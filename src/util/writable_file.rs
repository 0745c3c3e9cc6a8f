use crate::obj::status::Status;
use std::fs::{File, OpenOptions};
use std::io::{BufWriter, Write};
use std::path::Path;
#[cfg(unix)]
use {crate::util::K_OPEN_BASE_FLAGS, std::os::unix::fs::OpenOptionsExt};

pub trait WritableFile: Send {
    fn append(&mut self, data: &[u8]) -> Result<(), Status>;
    fn flush(&mut self) -> Result<(), Status>;
    fn sync(&mut self) -> Result<(), Status>;
}

const K_WRITABLE_FILE_BUFFER_SIZE: usize = 65536;

pub(crate) struct StdWritableFile {
    write_buf: BufWriter<File>,
    filename: String,
}

impl StdWritableFile {
    /// truncate 为 true 时清空已有内容，否则追加
    pub(crate) fn new(filename: &Path, truncate: bool) -> std::io::Result<Self> {
        let mut option = OpenOptions::new();
        option.write(true).create(true);
        if truncate {
            option.truncate(true);
        } else {
            option.append(true);
        }
        #[cfg(unix)]
        {
            option.mode(0o644);
            option.custom_flags(K_OPEN_BASE_FLAGS);
        }
        let file = option.open(filename)?;
        Ok(StdWritableFile {
            write_buf: BufWriter::with_capacity(K_WRITABLE_FILE_BUFFER_SIZE, file),
            filename: filename.to_string_lossy().into_owned(),
        })
    }
}

impl WritableFile for StdWritableFile {
    fn append(&mut self, data: &[u8]) -> Result<(), Status> {
        self.write_buf
            .write_all(data)
            .map_err(|e| Status::from_io_error(e, &self.filename))
    }

    fn flush(&mut self) -> Result<(), Status> {
        self.write_buf
            .flush()
            .map_err(|e| Status::from_io_error(e, &self.filename))
    }

    fn sync(&mut self) -> Result<(), Status> {
        self.flush()?;
        self.write_buf
            .get_ref()
            .sync_data()
            .map_err(|e| Status::from_io_error(e, &self.filename))
    }
}
use crate::obj::slice::Slice;
use crate::util::coding::{decode_fixed32, put_fixed32};
use crate::util::filter_policy::FilterPolicy;
use bytes::{BufMut, Bytes, BytesMut};
use std::sync::Arc;

// 每 2KB 的数据生成一个 filter
const K_FILTER_BASE_LG: u8 = 11;
const K_FILTER_BASE: u64 = 1 << K_FILTER_BASE_LG;

/// filter block 布局：
/// ```text
/// [filter 0] [filter 1] ... [offset of filter 0 .. n-1 (fixed32)] [array offset (fixed32)] [base_lg]
/// ```
/// 第 i 个 filter 覆盖文件偏移在 [i * base, (i + 1) * base) 内开始的 data block。
pub struct FilterBlockBuilder {
    policy_: Arc<dyn FilterPolicy>,
    keys_: BytesMut,
    start_: Vec<usize>,
    result: BytesMut,
    tmp_keys: Vec<Slice>,
    filter_offsets_: Vec<u32>,
}

impl FilterBlockBuilder {
    pub fn new(policy: Arc<dyn FilterPolicy>) -> FilterBlockBuilder {
        FilterBlockBuilder {
            policy_: policy,
            keys_: BytesMut::new(),
            start_: vec![],
            result: BytesMut::new(),
            tmp_keys: vec![],
            filter_offsets_: vec![],
        }
    }

    fn generate_filter(&mut self) {
        let num_keys = self.start_.len();
        if num_keys == 0 {
            // 没有 key 的区间，filter 为空
            self.filter_offsets_.push(self.result.len() as u32);
            return;
        }
        self.start_.push(self.keys_.len());
        let keys = self.keys_.split().freeze();
        self.tmp_keys.clear();
        self.tmp_keys.reserve(num_keys);
        for i in 0..num_keys {
            self.tmp_keys
                .push(Slice::new(keys.slice(self.start_[i]..self.start_[i + 1])));
        }
        self.filter_offsets_.push(self.result.len() as u32);
        self.policy_.create_filter(&self.tmp_keys, &mut self.result);
        self.tmp_keys.clear();
        self.start_.clear();
    }

    /// 开始一个新的 data block，之前加入的 key 属于更早的区间
    pub fn start_block(&mut self, block_offset: u64) {
        let filter_index = block_offset / K_FILTER_BASE;
        debug_assert!(filter_index >= self.filter_offsets_.len() as u64);
        while filter_index > self.filter_offsets_.len() as u64 {
            self.generate_filter();
        }
    }

    pub fn add_key(&mut self, key: &[u8]) {
        self.start_.push(self.keys_.len());
        self.keys_.put_slice(key);
    }

    pub fn finish(&mut self) -> Slice {
        if !self.start_.is_empty() {
            self.generate_filter();
        }
        let array_offset = self.result.len() as u32;
        for offset in self.filter_offsets_.iter() {
            put_fixed32(&mut self.result, *offset);
        }
        put_fixed32(&mut self.result, array_offset);
        self.result.put_u8(K_FILTER_BASE_LG);
        Slice::new_from_mut(&self.result)
    }
}

pub struct FilterBlockReader {
    policy_: Arc<dyn FilterPolicy>,
    data: Bytes,
    offset_: usize, // offset 数组在 data 中的起始位置
    num_: usize,    // 一共多少个 filter
    base_lg_: u8,
}

impl FilterBlockReader {
    pub fn new(policy: Arc<dyn FilterPolicy>, contents: Bytes) -> FilterBlockReader {
        let mut res = FilterBlockReader {
            policy_: policy,
            data: Bytes::new(),
            offset_: 0,
            num_: 0,
            base_lg_: 0,
        };
        let n = contents.len();
        if n < 5 {
            return res;
        }
        res.base_lg_ = contents[n - 1];
        let last_word = decode_fixed32(&contents[n - 5..]) as usize;
        if last_word > n - 5 {
            return res;
        }
        res.offset_ = last_word;
        res.num_ = (n - 5 - last_word) / 4;
        res.data = contents;
        res
    }

    pub fn size(&self) -> usize {
        self.data.len()
    }

    /// 返回 false 时 key 一定不在 block_offset 开始的 data block 中
    pub fn key_may_match(&self, block_offset: u64, key: &[u8]) -> bool {
        let index = (block_offset >> self.base_lg_) as usize;
        if index < self.num_ {
            let start = decode_fixed32(&self.data[self.offset_ + index * 4..]) as usize;
            let limit = decode_fixed32(&self.data[self.offset_ + index * 4 + 4..]) as usize;
            if start <= limit && limit <= self.offset_ {
                return self.policy_.key_may_match(key, &self.data[start..limit]);
            } else if start == limit {
                // 空 filter 不匹配任何 key
                return false;
            }
        }
        // 出错时当作可能存在
        true
    }
}
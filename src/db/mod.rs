pub mod dbformat;
pub mod file_name;
pub mod table_cache;
pub mod version_edit;
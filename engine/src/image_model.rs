use std::pin::Pin;

use bytes::Bytes;
use serde::{Deserialize, Serialize};
use strum::{Display, EnumIter};

pub mod error;
pub use error::GenerateError;

pub mod open_ai;
pub use open_ai::OpenAIImages;

use crate::{DEFAULT_BASE_URL, ImgModBox, env::ApiKey};

#[derive(
    Debug,
    Clone,
    Copy,
    Display,
    clap::ValueEnum,
    Serialize,
    Deserialize,
    Hash,
    PartialEq,
    Eq,
    EnumIter,
    Default,
)]
pub enum Model {
    #[default]
    #[strum(to_string = "gpt-image-1")]
    #[value(name = "gpt-image-1")]
    #[serde(rename = "gpt-image-1")]
    GptImage1,
    #[strum(to_string = "gpt-image-1-mini")]
    #[value(name = "gpt-image-1-mini")]
    #[serde(rename = "gpt-image-1-mini")]
    GptImage1Mini,
}

/// Output resolution, serialized the way the images endpoint expects it.
#[derive(
    Debug,
    Clone,
    Copy,
    Display,
    clap::ValueEnum,
    Serialize,
    Deserialize,
    Hash,
    PartialEq,
    Eq,
    EnumIter,
    Default,
)]
pub enum Size {
    #[default]
    #[strum(to_string = "1024x1024")]
    #[value(name = "1024x1024")]
    #[serde(rename = "1024x1024")]
    Square,
    #[strum(to_string = "1536x1024")]
    #[value(name = "1536x1024")]
    #[serde(rename = "1536x1024")]
    Landscape,
    #[strum(to_string = "1024x1536")]
    #[value(name = "1024x1536")]
    #[serde(rename = "1024x1536")]
    Portrait,
    #[strum(to_string = "auto")]
    #[value(name = "auto")]
    #[serde(rename = "auto")]
    Auto,
}

#[derive(
    Debug,
    Clone,
    Copy,
    Display,
    clap::ValueEnum,
    Serialize,
    Deserialize,
    Hash,
    PartialEq,
    Eq,
    EnumIter,
    Default,
)]
#[serde(rename_all = "snake_case")]
#[strum(serialize_all = "snake_case")]
pub enum Quality {
    Low,
    #[default]
    Medium,
    High,
    Auto,
}

impl Model {
    pub fn make(&self, key: ApiKey) -> ImgModBox {
        Box::new(OpenAIImages::new(
            key,
            DEFAULT_BASE_URL,
            Settings {
                model: *self,
                ..Settings::default()
            },
        ))
    }
}

/// Everything sent with a prompt besides the prompt itself.
#[derive(Debug, Clone, Copy, Default, PartialEq, Eq)]
pub struct Settings {
    pub model: Model,
    pub size: Size,
    pub quality: Quality,
}

/// Where the bytes of an [`Image`] came from.
#[derive(Debug, Clone, PartialEq, Eq)]
pub enum PayloadSource {
    Url(String),
    Inline,
}

pub struct Image {
    pub data: Bytes,
    pub source: PayloadSource,
}

pub trait ImageModel {
    fn get_image<'a>(
        &'a self,
        prompt: &'a str,
    ) -> Pin<Box<dyn Future<Output = Result<Image, GenerateError>> + Send + 'a>>;

    fn model(&self) -> Model;
}

#[cfg(test)]
mod tests {
    use super::*;

    #[test]
    fn defaults_match_fixed_request() {
        let settings = Settings::default();
        assert_eq!(settings.model.to_string(), "gpt-image-1");
        assert_eq!(settings.size.to_string(), "1024x1024");
        assert_eq!(settings.quality.to_string(), "medium");
    }

    #[test]
    fn serialized_names_match_display() {
        for size in <Size as strum::IntoEnumIterator>::iter() {
            assert_eq!(
                serde_json::to_value(size).unwrap(),
                serde_json::Value::String(size.to_string())
            );
        }
        for quality in <Quality as strum::IntoEnumIterator>::iter() {
            assert_eq!(
                serde_json::to_value(quality).unwrap(),
                serde_json::Value::String(quality.to_string())
            );
        }
    }
}
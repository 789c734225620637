use std::{collections::HashSet, path::Path};

use color_eyre::{Result, eyre::Context};
use serde::{Deserialize, Serialize};
use thiserror::Error;

#[derive(Debug, Clone, PartialEq, Eq, Serialize, Deserialize)]
pub struct Entry {
    /// Output path, relative to the output directory
    pub filename: String,
    pub prompt: String,
}

impl Entry {
    pub fn new(filename: impl Into<String>, prompt: impl Into<String>) -> Self {
        Self {
            filename: filename.into(),
            prompt: prompt.into(),
        }
    }
}

#[derive(Debug, Error, PartialEq, Eq)]
pub enum TableError {
    #[error("Entry {index} has an empty filename")]
    EmptyFilename { index: usize },

    #[error("Entry {filename} has an empty prompt")]
    EmptyPrompt { filename: String },

    #[error("Duplicate filename: {0}")]
    DuplicateFilename(String),
}

/// Ordered filename -> prompt mapping. Filenames are unique.
#[derive(Debug, Clone, PartialEq, Eq, Serialize, Deserialize)]
#[serde(try_from = "Vec<Entry>", into = "Vec<Entry>")]
pub struct PromptTable {
    entries: Vec<Entry>,
}

impl PromptTable {
    pub fn new(entries: Vec<Entry>) -> Result<Self, TableError> {
        let mut seen = HashSet::new();
        for (index, entry) in entries.iter().enumerate() {
            if entry.filename.trim().is_empty() {
                return Err(TableError::EmptyFilename { index });
            }
            if entry.prompt.trim().is_empty() {
                return Err(TableError::EmptyPrompt {
                    filename: entry.filename.clone(),
                });
            }
            if !seen.insert(entry.filename.as_str()) {
                return Err(TableError::DuplicateFilename(entry.filename.clone()));
            }
        }
        Ok(Self { entries })
    }

    pub fn from_ron_str(s: &str) -> Result<Self> {
        Ok(ron::from_str(s)?)
    }

    pub fn load<P: AsRef<Path>>(path: P) -> Result<Self> {
        let path = path.as_ref();
        let text = std::fs::read_to_string(path)
            .with_context(|| format!("reading prompt table {}", path.display()))?;
        Self::from_ron_str(&text).with_context(|| format!("parsing {}", path.display()))
    }

    pub fn iter(&self) -> impl Iterator<Item = &Entry> {
        self.entries.iter()
    }

    pub fn len(&self) -> usize {
        self.entries.len()
    }

    pub fn is_empty(&self) -> bool {
        self.entries.is_empty()
    }
}

impl TryFrom<Vec<Entry>> for PromptTable {
    type Error = TableError;

    fn try_from(entries: Vec<Entry>) -> Result<Self, Self::Error> {
        Self::new(entries)
    }
}

impl From<PromptTable> for Vec<Entry> {
    fn from(table: PromptTable) -> Self {
        table.entries
    }
}
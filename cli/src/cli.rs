use std::path::PathBuf;

use engine::image_model::{Model, Quality, Size};

/// Generates every image of a prompt table, one after another
#[derive(Debug, clap::Parser)]
pub struct Cli {
    /// API key, takes precedence over OPENAI_API_KEY
    #[arg(long)]
    pub api_key: Option<String>,

    /// key=value file consulted before the process environment
    #[arg(long, default_value = ".env")]
    pub env_file: PathBuf,

    /// Defaults to OPENAI_BASE_URL, then the public OpenAI endpoint
    #[arg(long)]
    pub base_url: Option<String>,

    #[arg(long, value_enum, default_value_t)]
    pub model: Model,

    #[arg(long, value_enum, default_value_t)]
    pub size: Size,

    #[arg(long, value_enum, default_value_t)]
    pub quality: Quality,

    /// RON prompt table to use instead of the bundled one
    #[arg(long)]
    pub table: Option<PathBuf>,

    #[arg(short, long, default_value = ".")]
    pub out_dir: PathBuf,
}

# # #

§ What you have to do
Copy out only the lines of the records above from the one with "fn try_from(entries: Vec<Entry>)" through the one with "the process environment", exactly as they stand, both included.

§ Solution to the problem
    fn try_from(entries: Vec<Entry>) -> Result<Self, Self::Error> {
        Self::new(entries)
    }
}

impl From<PromptTable> for Vec<Entry> {
    fn from(table: PromptTable) -> Self {
        table.entries
    }
}
filename cli/src/cli.rs
use std::path::PathBuf;

use engine::image_model::{Model, Quality, Size};

/// Generates every image of a prompt table, one after another
#[derive(Debug, clap::Parser)]
pub struct Cli {
    /// API key, takes precedence over OPENAI_API_KEY
    #[arg(long)]
    pub api_key: Option<String>,

    /// key=value file consulted before the process environment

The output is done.